WHAT THE EXERCISE ASKS:
Look over the listing below and report how many of its lines contain the string "NullSink", with no other words.

DATA:
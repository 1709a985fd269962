#![allow(dead_code)]

use rand::prelude::*;
use rand_xoshiro::Xoshiro128StarStar;
use std::{
    collections::VecDeque,
    io::{Error, ErrorKind, Result},
    sync::Once,
};
use tracing_subscriber::{fmt, prelude::*, EnvFilter};

use usbh_midi::MidiPipe;

pub fn init_log() {
    static ONCE: Once = Once::new();
    ONCE.call_once(|| {
        tracing_subscriber::registry().with(fmt::layer()).with(EnvFilter::from_default_env()).init();
        tracing_log::LogTracer::init().unwrap();
    });
}

/// Simulated MIDI streaming endpoints.
///
/// In loopback mode every transfer written is queued to be read back, like a device
/// with its MIDI OUT jack patched to its MIDI IN jack.
#[derive(Debug)]
pub struct MockPipe {
    pub incoming: VecDeque<Vec<u8>>,
    pub sent: Vec<Vec<u8>>,
    pub max_packet_size: usize,
    pub loopback: bool,
    pub fail: Option<ErrorKind>,
}

impl MockPipe {
    pub fn new(max_packet_size: usize) -> Self {
        Self { incoming: VecDeque::new(), sent: Vec::new(), max_packet_size, loopback: false, fail: None }
    }

    pub fn loopback(max_packet_size: usize) -> Self {
        Self { loopback: true, ..Self::new(max_packet_size) }
    }

    pub fn with_incoming(mut self, transfer: &[u8]) -> Self {
        self.incoming.push_back(transfer.to_vec());
        self
    }
}

impl MidiPipe for MockPipe {
    fn read_packets(&mut self, buf: &mut [u8]) -> Result<usize> {
        if let Some(kind) = self.fail {
            return Err(Error::new(kind, "simulated transfer failure"));
        }

        let Some(data) = self.incoming.pop_front() else { return Ok(0) };
        assert!(data.len() <= buf.len(), "transfer of {} bytes exceeds receive buffer", data.len());
        buf[..data.len()].copy_from_slice(&data);
        Ok(data.len())
    }

    fn write_packets(&mut self, data: &[u8]) -> Result<usize> {
        if let Some(kind) = self.fail {
            return Err(Error::new(kind, "simulated transfer failure"));
        }

        assert!(data.len() <= self.max_packet_size.max(4), "transfer exceeds max packet size");
        if self.loopback {
            self.incoming.push_back(data.to_vec());
        }
        self.sent.push(data.to_vec());
        Ok(data.len())
    }

    fn max_packet_size(&self) -> usize {
        self.max_packet_size
    }
}

/// Generates SysEx messages with seeded random content.
pub struct TestData {
    rng: Xoshiro128StarStar,
    pre_lengths: VecDeque<usize>,
}

impl TestData {
    pub fn new(seed: u64) -> Self {
        Self {
            rng: Xoshiro128StarStar::seed_from_u64(seed),
            pre_lengths: [2, 3, 4, 5, 6, 7, 47, 48, 49, 50, 63, 64, 65, 255, 256].into(),
        }
    }

    /// Total message length, including start and end byte.
    pub fn next_len(&mut self, max_len: usize) -> usize {
        match self.pre_lengths.pop_front() {
            Some(len) => len,
            None => self.rng.random_range(2..=max_len),
        }
    }

    pub fn sysex(&mut self, len: usize) -> Vec<u8> {
        let mut data = vec![0xf0];
        data.extend((2..len).map(|_| self.rng.random_range(0..0x80u8)));
        data.push(0xf7);
        data
    }
}
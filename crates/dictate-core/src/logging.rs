//! Structured event log.
//!
//! The supervisor reports what happens to a session as `(event, fields)`
//! pairs through an [`EventSink`]. [`JsonLineLog`] appends each event as one
//! JSON object per line to `<log_dir>/dictate.log`:
//!
//! ```text
//! {"timestamp":"2026-02-04T10:15:30.123Z","action":"state_change","state":"listening"}
//! ```
//!
//! Every event is mirrored to the `log` facade at debug level. Logging never
//! fails from the caller's point of view: write errors fall back to
//! `log::error!`.

use std::{
    fs::{File, OpenOptions},
    io::Write,
    path::{Path, PathBuf},
    sync::Mutex,
};

use chrono::{SecondsFormat, Utc};
use serde_json::{Map, Value};

pub const DEFAULT_LOG_FILENAME: &str = "dictate.log";

/// Receiver of structured diagnostic events.
pub trait EventSink: Send + Sync {
    fn log(&self, event: &str, fields: Value);
}

/// Discards everything.
#[derive(Debug, Default, Clone, Copy)]
pub struct NullSink;

impl EventSink for NullSink {
    fn log(&self, _event: &str, _fields: Value) {}
}

/// Format current UTC time as ISO 8601 with milliseconds.
fn utc_timestamp() -> String {
    Utc::now().to_rfc3339_opts(SecondsFormat::Millis, true)
}

/// Build the JSON object written for one event.
///
/// Object fields are flattened next to `timestamp` and `action`; any other
/// value is stored under `data`.
fn build_entry(timestamp: String, event: &str, fields: Value) -> Value {
    let mut entry = Map::new();
    entry.insert("timestamp".to_string(), Value::String(timestamp));
    entry.insert("action".to_string(), Value::String(event.to_string()));
    match fields {
        Value::Object(map) => {
            for (key, value) in map {
                if key != "timestamp" && key != "action" {
                    entry.insert(key, value);
                }
            }
        }
        Value::Null => {}
        other => {
            entry.insert("data".to_string(), other);
        }
    }
    Value::Object(entry)
}

/// Append-only JSON-lines event log.
#[derive(Debug)]
pub struct JsonLineLog {
    path: Option<PathBuf>,
    file: Mutex<Option<File>>,
}

impl JsonLineLog {
    /// Log to `{log_dir}/dictate.log`, or only to the `log` facade when
    /// `log_dir` is `None`.
    ///
    /// The file is opened lazily on the first event, creating the directory
    /// if needed.
    pub fn new(log_dir: Option<&Path>) -> Self {
        Self {
            path: log_dir.map(|dir| dir.join(DEFAULT_LOG_FILENAME)),
            file: Mutex::new(None),
        }
    }

    pub fn path(&self) -> Option<&Path> {
        self.path.as_deref()
    }

    fn append(&self, path: &Path, line: &str) -> std::io::Result<()> {
        let mut guard = self.file.lock().unwrap_or_else(|p| p.into_inner());
        if guard.is_none() {
            if let Some(dir) = path.parent() {
                std::fs::create_dir_all(dir)?;
            }
            *guard = Some(OpenOptions::new().create(true).append(true).open(path)?);
        }
        let Some(file) = guard.as_mut() else {
            return Ok(());
        };
        let result = writeln!(file, "{}", line).and_then(|_| file.flush());
        if result.is_err() {
            // Reopen on the next event.
            guard.take();
        }
        result
    }
}

impl EventSink for JsonLineLog {
    fn log(&self, event: &str, fields: Value) {
        let entry = build_entry(utc_timestamp(), event, fields);
        let line = entry.to_string();
        log::debug!("[{}] {}", event, line);

        if let Some(path) = &self.path {
            if let Err(e) = self.append(path, &line) {
                log::error!(
                    "Failed to write to log file {}: {} ({})",
                    path.display(),
                    e,
                    line
                );
            }
        }
    }
}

YOUR RESPONSE:
2